Pour ce faire, Hamid S. et les quatre autres personnes qui animent « Comprends Ton Dîne » privilégient une approche raide de la tradition islamique. Les fêtes d’anniversaire sont déconseillées car « basées sur des fondements païens qui sont en contradiction avec notre religion ».
Une autre vidéo le montre décrochant un poster de l’équipe de France de football, au motif qu’il serait « interdit en islam d’accrocher toute sorte de photo qui serait composée de créatures humaines ou animales ». En matière de football toujours : porter un maillot sur lequel figure une croix, comme celui du FC Barcelone, « n’est pas autorisé en islam, tout simplement car la croix du Barça est un symbole religieux ».
Au téléphone, Hamid S. nie toute radicalité. « Je suis un pédagogue, je ne prends pas position, je ne qualifie personne d’égaré », affirme-t-il, bien qu’il ait employé ce terme à propos des confréries soufies. Il se dit mal compris lorsque l’on mentionne une vidéo dans laquelle il avait suggéré que les musulmans de France seraient « punis » pour s’être « trop intégrés », et qu’ils feraient peut-être mieux d’arrêter de voter.

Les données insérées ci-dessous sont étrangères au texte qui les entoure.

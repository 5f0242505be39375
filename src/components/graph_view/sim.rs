//! Force simulation driving the graph layout.
//!
//! Velocity-based integration with a decaying alpha schedule. The engine
//! knows nothing about wire or DOM types: nodes carry positions, velocities
//! and per-node force coefficients, links are index pairs. Forces applied
//! per tick, in order: link attraction, many-body charge, collision,
//! radial ring pull, optional axis pulls.

const ALPHA_MIN: f64 = 0.001;
const ALPHA_DECAY_TICKS: f64 = 300.0;
const VELOCITY_DECAY: f64 = 0.6;
const LINK_DISTANCE: f64 = 30.0;
const COLLIDE_STRENGTH: f64 = 0.7;
const DISTANCE_MIN2: f64 = 1.0;

/// A simulated body. Coefficients default to zero (force inactive for this
/// node) and are assigned by the caller.
#[derive(Clone, Debug)]
pub struct SimNode {
	pub x: f64,
	pub y: f64,
	pub vx: f64,
	pub vy: f64,
	/// Many-body strength; negative repels.
	pub charge: f64,
	/// Pull toward the layout ring.
	pub ring_strength: f64,
	/// Per-axis pull toward the axis target, when one is configured.
	pub axis_strength: (f64, f64),
}

impl SimNode {
	pub fn at(x: f64, y: f64) -> Self {
		Self {
			x,
			y,
			vx: 0.0,
			vy: 0.0,
			charge: 0.0,
			ring_strength: 0.0,
			axis_strength: (0.0, 0.0),
		}
	}
}

/// Circle that ring-pulled nodes are attracted to.
#[derive(Clone, Copy, Debug)]
pub struct Ring {
	pub radius: f64,
	pub cx: f64,
	pub cy: f64,
}

/// Target point for the optional per-axis pulls.
#[derive(Clone, Copy, Debug)]
pub struct AxisTarget {
	pub cx: f64,
	pub cy: f64,
}

/// Global force configuration; per-node strengths live on [`SimNode`].
#[derive(Clone, Copy, Debug)]
pub struct LayoutForces {
	pub collide_radius: f64,
	pub ring: Ring,
	pub axis: Option<AxisTarget>,
}

#[derive(Clone, Debug)]
struct SpringLink {
	source: usize,
	target: usize,
	strength: f64,
	bias: f64,
}

pub struct Simulation {
	nodes: Vec<SimNode>,
	links: Vec<SpringLink>,
	forces: LayoutForces,
	alpha: f64,
	alpha_decay: f64,
	jiggle_seed: u32,
}

/// Tiny deterministic displacement to break exact-overlap degeneracies.
fn jiggle(seed: &mut u32) -> f64 {
	*seed = seed.wrapping_mul(1_664_525).wrapping_add(1_013_904_223);
	(f64::from(*seed) / f64::from(u32::MAX) - 0.5) * 1e-6
}

impl Simulation {
	pub fn new(nodes: Vec<SimNode>, links: &[(usize, usize)], forces: LayoutForces) -> Self {
		let mut degree = vec![0usize; nodes.len()];
		for &(source, target) in links {
			degree[source] += 1;
			degree[target] += 1;
		}
		// Spring strength and velocity split follow the endpoint degrees, so
		// heavily connected nodes move less per link.
		let links = links
			.iter()
			.map(|&(source, target)| SpringLink {
				source,
				target,
				strength: 1.0 / degree[source].min(degree[target]).max(1) as f64,
				bias: degree[source] as f64 / (degree[source] + degree[target]).max(1) as f64,
			})
			.collect();

		Self {
			nodes,
			links,
			forces,
			alpha: 1.0,
			alpha_decay: 1.0 - ALPHA_MIN.powf(1.0 / ALPHA_DECAY_TICKS),
			jiggle_seed: 1,
		}
	}

	pub fn nodes(&self) -> &[SimNode] {
		&self.nodes
	}

	pub fn active(&self) -> bool {
		self.alpha >= ALPHA_MIN
	}

	/// Advances the simulation one step. Returns whether it is still active;
	/// once settled, further calls are no-ops.
	pub fn tick(&mut self) -> bool {
		if !self.active() {
			return false;
		}
		self.alpha += (0.0 - self.alpha) * self.alpha_decay;

		self.apply_links();
		self.apply_charges();
		self.apply_collisions();
		self.apply_ring();
		self.apply_axis();

		for node in &mut self.nodes {
			node.vx *= VELOCITY_DECAY;
			node.vy *= VELOCITY_DECAY;
			node.x += node.vx;
			node.y += node.vy;
		}
		self.active()
	}

	fn apply_links(&mut self) {
		for link in &self.links {
			let (s, t) = (link.source, link.target);
			// Measure between projected positions so the spring reacts to
			// velocity built up this tick.
			let mut x = self.nodes[t].x + self.nodes[t].vx - self.nodes[s].x - self.nodes[s].vx;
			let mut y = self.nodes[t].y + self.nodes[t].vy - self.nodes[s].y - self.nodes[s].vy;
			if x == 0.0 {
				x = jiggle(&mut self.jiggle_seed);
			}
			if y == 0.0 {
				y = jiggle(&mut self.jiggle_seed);
			}
			let len = (x * x + y * y).sqrt();
			let k = (len - LINK_DISTANCE) / len * self.alpha * link.strength;
			x *= k;
			y *= k;
			self.nodes[t].vx -= x * link.bias;
			self.nodes[t].vy -= y * link.bias;
			self.nodes[s].vx += x * (1.0 - link.bias);
			self.nodes[s].vy += y * (1.0 - link.bias);
		}
	}

	fn apply_charges(&mut self) {
		let n = self.nodes.len();
		let mut acc = vec![(0.0f64, 0.0f64); n];
		for i in 0..n {
			for j in 0..n {
				if i == j {
					continue;
				}
				let mut dx = self.nodes[j].x - self.nodes[i].x;
				let mut dy = self.nodes[j].y - self.nodes[i].y;
				let mut d2 = dx * dx + dy * dy;
				if d2 == 0.0 {
					dx = jiggle(&mut self.jiggle_seed);
					dy = jiggle(&mut self.jiggle_seed);
					d2 = dx * dx + dy * dy;
				}
				if d2 < DISTANCE_MIN2 {
					// Distance floor keeps near-coincident nodes from
					// catapulting each other.
					d2 = (DISTANCE_MIN2 * d2).sqrt();
				}
				let w = self.nodes[j].charge * self.alpha / d2;
				acc[i].0 += dx * w;
				acc[i].1 += dy * w;
			}
		}
		for (node, (ax, ay)) in self.nodes.iter_mut().zip(acc) {
			node.vx += ax;
			node.vy += ay;
		}
	}

	fn apply_collisions(&mut self) {
		let r = self.forces.collide_radius;
		let rsum = 2.0 * r;
		let n = self.nodes.len();
		for i in 0..n {
			for j in (i + 1)..n {
				let mut x =
					self.nodes[i].x + self.nodes[i].vx - self.nodes[j].x - self.nodes[j].vx;
				let mut y =
					self.nodes[i].y + self.nodes[i].vy - self.nodes[j].y - self.nodes[j].vy;
				let mut l = x * x + y * y;
				if l >= rsum * rsum {
					continue;
				}
				if x == 0.0 {
					x = jiggle(&mut self.jiggle_seed);
					l += x * x;
				}
				if y == 0.0 {
					y = jiggle(&mut self.jiggle_seed);
					l += y * y;
				}
				l = l.sqrt();
				let sep = (rsum - l) / l * COLLIDE_STRENGTH;
				// Uniform radii, even split.
				x *= sep * 0.5;
				y *= sep * 0.5;
				self.nodes[i].vx += x;
				self.nodes[i].vy += y;
				self.nodes[j].vx -= x;
				self.nodes[j].vy -= y;
			}
		}
	}

	fn apply_ring(&mut self) {
		let ring = self.forces.ring;
		for node in &mut self.nodes {
			if node.ring_strength == 0.0 {
				continue;
			}
			let mut dx = node.x - ring.cx;
			let mut dy = node.y - ring.cy;
			if dx == 0.0 {
				dx = 1e-6;
			}
			if dy == 0.0 {
				dy = 1e-6;
			}
			let r = (dx * dx + dy * dy).sqrt();
			let k = (ring.radius - r) * node.ring_strength * self.alpha / r;
			node.vx += dx * k;
			node.vy += dy * k;
		}
	}

	fn apply_axis(&mut self) {
		let Some(axis) = self.forces.axis else {
			return;
		};
		for node in &mut self.nodes {
			node.vx += (axis.cx - node.x) * node.axis_strength.0 * self.alpha;
			node.vy += (axis.cy - node.y) * node.axis_strength.1 * self.alpha;
		}
	}
}

#[cfg(test)]
mod tests {
	use super::*;

	fn forces() -> LayoutForces {
		LayoutForces {
			collide_radius: 0.0,
			ring: Ring {
				radius: 50.0,
				cx: 0.0,
				cy: 0.0,
			},
			axis: None,
		}
	}

	fn settle(sim: &mut Simulation) -> usize {
		let mut ticks = 0;
		while sim.tick() {
			ticks += 1;
			assert!(ticks < 1000, "simulation failed to settle");
		}
		ticks
	}

	fn distance(sim: &Simulation, a: usize, b: usize) -> f64 {
		let (na, nb) = (&sim.nodes()[a], &sim.nodes()[b]);
		(na.x - nb.x).hypot(na.y - nb.y)
	}

	#[test]
	fn settles_on_the_alpha_schedule() {
		let nodes = vec![SimNode::at(0.0, 0.0), SimNode::at(100.0, 0.0)];
		let mut sim = Simulation::new(nodes, &[(0, 1)], forces());
		let ticks = settle(&mut sim);
		assert!((250..=350).contains(&ticks), "settled after {ticks} ticks");
		assert!(!sim.active());
		assert!(!sim.tick());
	}

	#[test]
	fn link_pulls_toward_neutral_length() {
		let nodes = vec![SimNode::at(0.0, 0.0), SimNode::at(200.0, 0.0)];
		let mut sim = Simulation::new(nodes, &[(0, 1)], forces());
		settle(&mut sim);
		let d = distance(&sim, 0, 1);
		assert!((d - 30.0).abs() < 15.0, "settled link length {d}");
	}

	#[test]
	fn charge_repels_and_scales_with_strength() {
		let run = |charge: f64| {
			let mut nodes = vec![SimNode::at(0.0, 0.0), SimNode::at(10.0, 0.0)];
			for node in &mut nodes {
				node.charge = charge;
			}
			let mut sim = Simulation::new(nodes, &[], forces());
			settle(&mut sim);
			distance(&sim, 0, 1)
		};
		let weak = run(-40.0);
		let strong = run(-200.0);
		assert!(weak > 10.0);
		assert!(strong > weak);
	}

	#[test]
	fn collision_enforces_separation() {
		let nodes = vec![SimNode::at(0.0, 0.0), SimNode::at(10.0, 0.0)];
		let mut layout = forces();
		layout.collide_radius = 25.0;
		let mut sim = Simulation::new(nodes, &[], layout);
		settle(&mut sim);
		// Separation overshoots the contact distance because nothing pulls
		// back once the overlap is resolved.
		let d = distance(&sim, 0, 1);
		assert!(d > 40.0 && d < 120.0, "separated to {d}");
	}

	#[test]
	fn ring_attracts_to_configured_radius() {
		let mut node = SimNode::at(300.0, 100.0);
		node.ring_strength = 1.0;
		let layout = LayoutForces {
			collide_radius: 0.0,
			ring: Ring {
				radius: 50.0,
				cx: 100.0,
				cy: 100.0,
			},
			axis: None,
		};
		let mut sim = Simulation::new(vec![node], &[], layout);
		settle(&mut sim);
		let n = &sim.nodes()[0];
		let r = (n.x - 100.0).hypot(n.y - 100.0);
		assert!((r - 50.0).abs() < 20.0, "settled at radius {r}");
	}

	#[test]
	fn axis_pull_is_inert_unless_configured() {
		let mut node = SimNode::at(200.0, 200.0);
		node.axis_strength = (1.0, 1.0);
		let mut sim = Simulation::new(vec![node.clone()], &[], forces());
		settle(&mut sim);
		let stayed = &sim.nodes()[0];
		assert_eq!((stayed.x, stayed.y), (200.0, 200.0));

		let mut layout = forces();
		layout.axis = Some(AxisTarget { cx: 0.0, cy: 0.0 });
		let mut sim = Simulation::new(vec![node], &[], layout);
		settle(&mut sim);
		let pulled = &sim.nodes()[0];
		assert!(pulled.x < 200.0 && pulled.y < 200.0);
	}
}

« J’ai simplement dit que je constatais qu’on s’est impliqués dans la politique mais qu’on reste stigmatisés », se défend-il. Quelques jours après cette interview, La Croix a constaté que la vidéo n’était plus disponible sur son compte TikTok, de même qu’une autre pastille dans laquelle il qualifiait l’assimilation à la société française d’« euphémisation de l’apostasie ».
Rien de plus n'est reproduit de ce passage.